─── SUPPLIED ENTRIES ───

//! Wire replies
//!
//! The reply objects the bridge hands back to the notebook front-end.
//! Shapes follow the Jupyter messaging contract: a completeness reply for
//! `is_complete` requests, an execution reply plus an out-of-band stream
//! notification for `execute` requests. Serialization goes through serde;
//! field order matters to nobody but the tests pin it anyway.

use crate::stata::completeness::Verdict;
use serde::Serialize;

/// Fixed indent hint sent with every incomplete verdict. Always four
/// spaces, never computed from nesting depth.
pub const INCOMPLETE_INDENT: &str = "    ";

/// Reply to a completeness request.
#[derive(Debug, Clone, PartialEq, Eq, Serialize)]
pub struct IsCompleteReply {
    pub status: &'static str,
    #[serde(skip_serializing_if = "Option::is_none")]
    pub indent: Option<&'static str>,
}

impl IsCompleteReply {
    pub fn from_verdict(verdict: Verdict) -> Self {
        match verdict {
            Verdict::Complete => IsCompleteReply {
                status: "complete",
                indent: None,
            },
            Verdict::Incomplete => IsCompleteReply {
                status: "incomplete",
                indent: Some(INCOMPLETE_INDENT),
            },
        }
    }
}

/// Status carried by an execution reply.
#[derive(Debug, Clone, Copy, PartialEq, Eq, Serialize)]
#[serde(rename_all = "lowercase")]
pub enum ExecutionStatus {
    Ok,
    Error,
}

/// Reply to an execute request.
///
/// The ok variant carries the (empty) payload and user-expression fields
/// the messaging contract expects; the error variant carries neither.
#[derive(Debug, Clone, PartialEq, Serialize)]
pub struct ExecuteReply {
    pub execution_count: u64,
    pub status: ExecutionStatus,
    #[serde(skip_serializing_if = "Option::is_none")]
    pub payload: Option<Vec<serde_json::Value>>,
    #[serde(skip_serializing_if = "Option::is_none")]
    pub user_expressions: Option<serde_json::Map<String, serde_json::Value>>,
}

impl ExecuteReply {
    pub fn ok(execution_count: u64) -> Self {
        ExecuteReply {
            execution_count,
            status: ExecutionStatus::Ok,
            payload: Some(Vec::new()),
            user_expressions: Some(serde_json::Map::new()),
        }
    }

    pub fn error(execution_count: u64) -> Self {
        ExecuteReply {
            execution_count,
            status: ExecutionStatus::Error,
            payload: None,
            user_expressions: None,
        }
    }
}

/// Which stream a notification is routed to.
#[derive(Debug, Clone, Copy, PartialEq, Eq, Serialize)]
#[serde(rename_all = "lowercase")]
pub enum StreamName {
    Stdout,
    Stderr,
}

/// Out-of-band stream notification carrying captured session output.
#[derive(Debug, Clone, PartialEq, Eq, Serialize)]
pub struct StreamContent {
    pub name: StreamName,
    pub text: String,
}

impl StreamContent {
    /// Route output by exit code: stderr iff the code was non-zero.
    pub fn for_exit(code: i32, text: String) -> Self {
        StreamContent {
            name: if code == 0 {
                StreamName::Stdout
            } else {
                StreamName::Stderr
            },
            text,
        }
    }
}

#[cfg(test)]
mod tests {
    use super::*;

    #[test]
    fn test_complete_reply_shape() {
        let json = serde_json::to_string(&IsCompleteReply::from_verdict(Verdict::Complete)).unwrap();
        insta::assert_snapshot!(json, @r#"{"status":"complete"}"#);
    }

    #[test]
    fn test_incomplete_reply_carries_fixed_indent() {
        let json =
            serde_json::to_string(&IsCompleteReply::from_verdict(Verdict::Incomplete)).unwrap();
        insta::assert_snapshot!(json, @r#"{"status":"incomplete","indent":"    "}"#);
    }

    #[test]
    fn test_ok_execute_reply_shape() {
        let json = serde_json::to_string(&ExecuteReply::ok(5)).unwrap();
        insta::assert_snapshot!(
            json,
            @r#"{"execution_count":5,"status":"ok","payload":[],"user_expressions":{}}"#
        );
    }

    #[test]
    fn test_error_execute_reply_shape() {
        let json = serde_json::to_string(&ExecuteReply::error(6)).unwrap();
        insta::assert_snapshot!(json, @r#"{"execution_count":6,"status":"error"}"#);
    }

    #[test]
    fn test_stream_routing_by_exit_code() {
        let ok = StreamContent::for_exit(0, "done\n".to_string());
        assert_eq!(ok.name, StreamName::Stdout);
        let failed = StreamContent::for_exit(198, "invalid syntax\n".to_string());
        assert_eq!(failed.name, StreamName::Stderr);

        let json = serde_json::to_string(&failed).unwrap();
        insta::assert_snapshot!(json, @r#"{"name":"stderr","text":"invalid syntax\n"}"#);
    }
}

───

◆ ACTION ITEM ◆
Retype the data precisely.

◆ WRITTEN SOLUTION ◆
//! Wire replies
//!
//! The reply objects the bridge hands back to the notebook front-end.
//! Shapes follow the Jupyter messaging contract: a completeness reply for
//! `is_complete` requests, an execution reply plus an out-of-band stream
//! notification for `execute` requests. Serialization goes through serde;
//! field order matters to nobody but the tests pin it anyway.

use crate::stata::completeness::Verdict;
use serde::Serialize;

/// Fixed indent hint sent with every incomplete verdict. Always four
/// spaces, never computed from nesting depth.
pub const INCOMPLETE_INDENT: &str = "    ";

/// Reply to a completeness request.
#[derive(Debug, Clone, PartialEq, Eq, Serialize)]
pub struct IsCompleteReply {
    pub status: &'static str,
    #[serde(skip_serializing_if = "Option::is_none")]
    pub indent: Option<&'static str>,
}

impl IsCompleteReply {
    pub fn from_verdict(verdict: Verdict) -> Self {
        match verdict {
            Verdict::Complete => IsCompleteReply {
                status: "complete",
                indent: None,
            },
            Verdict::Incomplete => IsCompleteReply {
                status: "incomplete",
                indent: Some(INCOMPLETE_INDENT),
            },
        }
    }
}

/// Status carried by an execution reply.
#[derive(Debug, Clone, Copy, PartialEq, Eq, Serialize)]
#[serde(rename_all = "lowercase")]
pub enum ExecutionStatus {
    Ok,
    Error,
}

/// Reply to an execute request.
///
/// The ok variant carries the (empty) payload and user-expression fields
/// the messaging contract expects; the error variant carries neither.
#[derive(Debug, Clone, PartialEq, Serialize)]
pub struct ExecuteReply {
    pub execution_count: u64,
    pub status: ExecutionStatus,
    #[serde(skip_serializing_if = "Option::is_none")]
    pub payload: Option<Vec<serde_json::Value>>,
    #[serde(skip_serializing_if = "Option::is_none")]
    pub user_expressions: Option<serde_json::Map<String, serde_json::Value>>,
}

impl ExecuteReply {
    pub fn ok(execution_count: u64) -> Self {
        ExecuteReply {
            execution_count,
            status: ExecutionStatus::Ok,
            payload: Some(Vec::new()),
            user_expressions: Some(serde_json::Map::new()),
        }
    }

    pub fn error(execution_count: u64) -> Self {
        ExecuteReply {
            execution_count,
            status: ExecutionStatus::Error,
            payload: None,
            user_expressions: None,
        }
    }
}

/// Which stream a notification is routed to.
#[derive(Debug, Clone, Copy, PartialEq, Eq, Serialize)]
#[serde(rename_all = "lowercase")]
pub enum StreamName {
    Stdout,
    Stderr,
}

/// Out-of-band stream notification carrying captured session output.
#[derive(Debug, Clone, PartialEq, Eq, Serialize)]
pub struct StreamContent {
    pub name: StreamName,
    pub text: String,
}

impl StreamContent {
    /// Route output by exit code: stderr iff the code was non-zero.
    pub fn for_exit(code: i32, text: String) -> Self {
        StreamContent {
            name: if code == 0 {
                StreamName::Stdout
            } else {
                StreamName::Stderr
            },
            text,
        }
    }
}

#[cfg(test)]
mod tests {
    use super::*;

    #[test]
    fn test_complete_reply_shape() {
        let json = serde_json::to_string(&IsCompleteReply::from_verdict(Verdict::Complete)).unwrap();
        insta::assert_snapshot!(json, @r#"{"status":"complete"}"#);
    }

    #[test]
    fn test_incomplete_reply_carries_fixed_indent() {
        let json =
            serde_json::to_string(&IsCompleteReply::from_verdict(Verdict::Incomplete)).unwrap();
        insta::assert_snapshot!(json, @r#"{"status":"incomplete","indent":"    "}"#);
    }

    #[test]
    fn test_ok_execute_reply_shape() {
        let json = serde_json::to_string(&ExecuteReply::ok(5)).unwrap();
        insta::assert_snapshot!(
            json,
            @r#"{"execution_count":5,"status":"ok","payload":[],"user_expressions":{}}"#
        );
    }

    #[test]
    fn test_error_execute_reply_shape() {
        let json = serde_json::to_string(&ExecuteReply::error(6)).unwrap();
        insta::assert_snapshot!(json, @r#"{"execution_count":6,"status":"error"}"#);
    }

    #[test]
    fn test_stream_routing_by_exit_code() {
        let ok = StreamContent::for_exit(0, "done\n".to_string());
        assert_eq!(ok.name, StreamName::Stdout);
        let failed = StreamContent::for_exit(198, "invalid syntax\n".to_string());
        assert_eq!(failed.name, StreamName::Stderr);

        let json = serde_json::to_string(&failed).unwrap();
        insta::assert_snapshot!(json, @r#"{"name":"stderr","text":"invalid syntax\n"}"#);
    }
}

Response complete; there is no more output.